Changing The Character Of Separate Or Community Property
In the strictest sense, transmutation occurs by formal agreement or transfer between spouses that alters the character of property. In property division, it may be necessary to prove or disprove that property was transmuted in one of the ways described below.
- From separate property to community property — For example, both spouses sign their name to the deed of a house initially purchased by one spouse before marriage.
- From community property to separate property — For example, a couple starts a business together but transfers it into the wife’s name.
- From separate property of one spouse to separate property of the other — For example, a wife signs her inheritance over to her husband.
Transmutation is not limited only to titled assets, such as businesses and professional practices; the marital home or other real estate; retirement accounts, investments, and joint bank accounts; and trusts and inheritances. Technically, spouses can transmute assets only in writing or by other express declaration. The courts are protective of the purportedly relinquishing spouse, and will seek assurances that this spouse conducted the alleged transmutation with informed consent; i.e., absent coercion or fraud. Our divorce lawyers have vast experience proving proper, informed transmutation of property, as well as, on the other side, demonstrating ignorance or other lack of intent to change the character of the asset.
We also handle cases involving the commingling of assets which can result in a transmutation. For instance, if a wife contributes money to the substantial improvement of a house that was titled in her husband’s name before marriage, she may be entitled to reimbursement for the amount she put into the house, plus her half of the
appreciation in value of the house, which is his separate property. There is room to interpret the extent of commingling, and the appropriate compensation for such contributions to another’s asset.

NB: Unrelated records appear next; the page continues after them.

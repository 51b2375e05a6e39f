//! JSON-lines engine
//!
//! Writes each record as a single-line JSON object with the level, an
//! RFC 3339 timestamp, the caller location, the message, and the typed
//! fields flattened into top-level keys.

use crate::core::{
    Engine, EngineMetrics, FieldKind, LogLevel, LoggerError, Result, TimestampFormat,
    TypedField,
};
use base64::Engine as _;
use chrono::Utc;
use parking_lot::Mutex;
use std::collections::HashMap;
use std::io::Write;
use std::panic::Location;

/// Key names and time encoding for JSON records
///
/// An empty key omits that entry from the record.
#[derive(Debug, Clone, PartialEq, Eq)]
pub struct EncoderConfig {
    pub message_key: String,
    pub level_key: String,
    pub time_key: String,
    pub caller_key: String,
    pub time_format: TimestampFormat,
}

impl Default for EncoderConfig {
    fn default() -> Self {
        Self {
            message_key: "msg".to_string(),
            level_key: "level".to_string(),
            time_key: "ts".to_string(),
            caller_key: "caller".to_string(),
            time_format: TimestampFormat::Rfc3339,
        }
    }
}

impl EncoderConfig {
    /// Build from the logger's extension map
    ///
    /// Recognizes `message_key`, `level_key`, `time_key`, `caller_key` and
    /// `time_format`. Unknown keys and values of the wrong type are ignored.
    pub fn from_extensions(extensions: &HashMap<String, serde_json::Value>) -> Self {
        let mut config = Self::default();
        let text = |key: &str| extensions.get(key).and_then(|v| v.as_str()).map(str::to_string);

        if let Some(key) = text("message_key") {
            config.message_key = key;
        }
        if let Some(key) = text("level_key") {
            config.level_key = key;
        }
        if let Some(key) = text("time_key") {
            config.time_key = key;
        }
        if let Some(key) = text("caller_key") {
            config.caller_key = key;
        }
        if let Some(format) = text("time_format").and_then(|name| TimestampFormat::from_name(&name)) {
            config.time_format = format;
        }
        config
    }
}

pub struct JsonEngine {
    min_level: LogLevel,
    encoder: EncoderConfig,
    writer: Mutex<Box<dyn Write + Send>>,
    metrics: EngineMetrics,
}

impl JsonEngine {
    pub fn new(min_level: LogLevel, writer: Box<dyn Write + Send>) -> Self {
        Self::with_encoder(min_level, writer, EncoderConfig::default())
    }

    pub fn with_encoder(
        min_level: LogLevel,
        writer: Box<dyn Write + Send>,
        encoder: EncoderConfig,
    ) -> Self {
        Self {
            min_level,
            encoder,
            writer: Mutex::new(writer),
            metrics: EngineMetrics::new(),
        }
    }

    pub fn min_level(&self) -> LogLevel {
        self.min_level
    }

    pub fn encoder(&self) -> &EncoderConfig {
        &self.encoder
    }

    pub fn metrics(&self) -> &EngineMetrics {
        &self.metrics
    }

    /// Render a record as one line of JSON, without the trailing newline
    pub fn encode(
        &self,
        level: LogLevel,
        message: &str,
        fields: Vec<TypedField>,
        caller: Option<&Location<'_>>,
    ) -> String {
        let mut record = serde_json::Map::with_capacity(fields.len() + 4);
        let enc = &self.encoder;

        if !enc.level_key.is_empty() {
            record.insert(enc.level_key.clone(), level.as_str().into());
        }
        if !enc.time_key.is_empty() {
            record.insert(enc.time_key.clone(), enc.time_format.to_json(&Utc::now()));
        }
        if let Some(caller) = caller.filter(|_| !enc.caller_key.is_empty()) {
            record.insert(
                enc.caller_key.clone(),
                format!("{}:{}", caller.file(), caller.line()).into(),
            );
        }
        if !enc.message_key.is_empty() {
            record.insert(enc.message_key.clone(), message.into());
        }

        // Metadata keeps its key; a colliding field moves under `fields.`
        for field in fields {
            let (mut key, kind) = field.into_parts();
            while record.contains_key(&key) {
                key = format!("fields.{}", key);
            }
            let value = self.encode_kind(kind);
            record.insert(key, value);
        }

        serde_json::Value::Object(record).to_string()
    }

    fn encode_kind(&self, kind: FieldKind) -> serde_json::Value {
        use serde_json::Value;

        match kind {
            FieldKind::String(s) => Value::String(s),
            FieldKind::Int64(i) => Value::Number(i.into()),
            FieldKind::Float64(f) => match serde_json::Number::from_f64(f) {
                Some(n) => Value::Number(n),
                None if f.is_nan() => Value::String("NaN".to_string()),
                None if f.is_sign_positive() => Value::String("+Inf".to_string()),
                None => Value::String("-Inf".to_string()),
            },
            FieldKind::Bool(b) => Value::Bool(b),
            FieldKind::Binary(bytes) => {
                Value::String(base64::engine::general_purpose::STANDARD.encode(bytes))
            }
            FieldKind::Time(t) => self.encoder.time_format.to_json(&t),
            FieldKind::Duration(d) => serde_json::Number::from_f64(d.as_secs_f64())
                .map(Value::Number)
                .unwrap_or(Value::Null),
            FieldKind::Any(v) => v,
        }
    }

    fn write_line(&self, line: &str) -> std::io::Result<()> {
        let mut writer = self.writer.lock();
        writer.write_all(line.as_bytes())?;
        writer.write_all(b"\n")?;
        writer.flush()
    }
}

impl Engine for JsonEngine {
    fn enabled(&self, level: LogLevel) -> bool {
        level.enabled_at(self.min_level)
    }

    fn emit(
        &self,
        level: LogLevel,
        message: &str,
        fields: Vec<TypedField>,
        caller: &'static Location<'static>,
    ) {
        if !self.enabled(level) {
            return;
        }

        let line = self.encode(level, message, fields, Some(caller));
        match self.write_line(&line) {
            Ok(()) => {
                self.metrics.record_written();
            }
            Err(e) => {
                self.metrics.record_failure();
                eprintln!("[LOGGER ERROR] Failed to write {} record: {}", level, e);
            }
        }
    }

    fn flush(&self) -> Result<()> {
        self.writer
            .lock()
            .flush()
            .map_err(|e| LoggerError::writer(format!("json engine flush failed: {}", e)))
    }

    fn name(&self) -> &str {
        "json"
    }
}

impl std::fmt::Debug for JsonEngine {
    fn fmt(&self, f: &mut std::fmt::Formatter<'_>) -> std::fmt::Result {
        f.debug_struct("JsonEngine")
            .field("min_level", &self.min_level)
            .field("encoder", &self.encoder)
            .field("metrics", &self.metrics)
            .finish_non_exhaustive()
    }
}

impl Drop for JsonEngine {
    fn drop(&mut self) {
        let _ = self.writer.get_mut().flush();
    }
}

“I feel profoundly grateful for the way I was treated and my marriage resolved. As I move forward with my new life, I would wish that anyone who is going through a divorce have as good an experience as I have. I would recommend the Schoenberg Family Law Group to anyone who is going through a divorce.”
— A.G. (Read more client testimonials.)
Transmuted Assets And Other Complex Property Division Matters
Debra Schoenberg and her team are adept at identifying commingled assets and tracing separate property. These are tricky issues that hinge on legal precedent, technical arguments, and supporting evidence. Our knowledge of the law and attention to detail help our clients achieve favorable rulings in these complex disputes.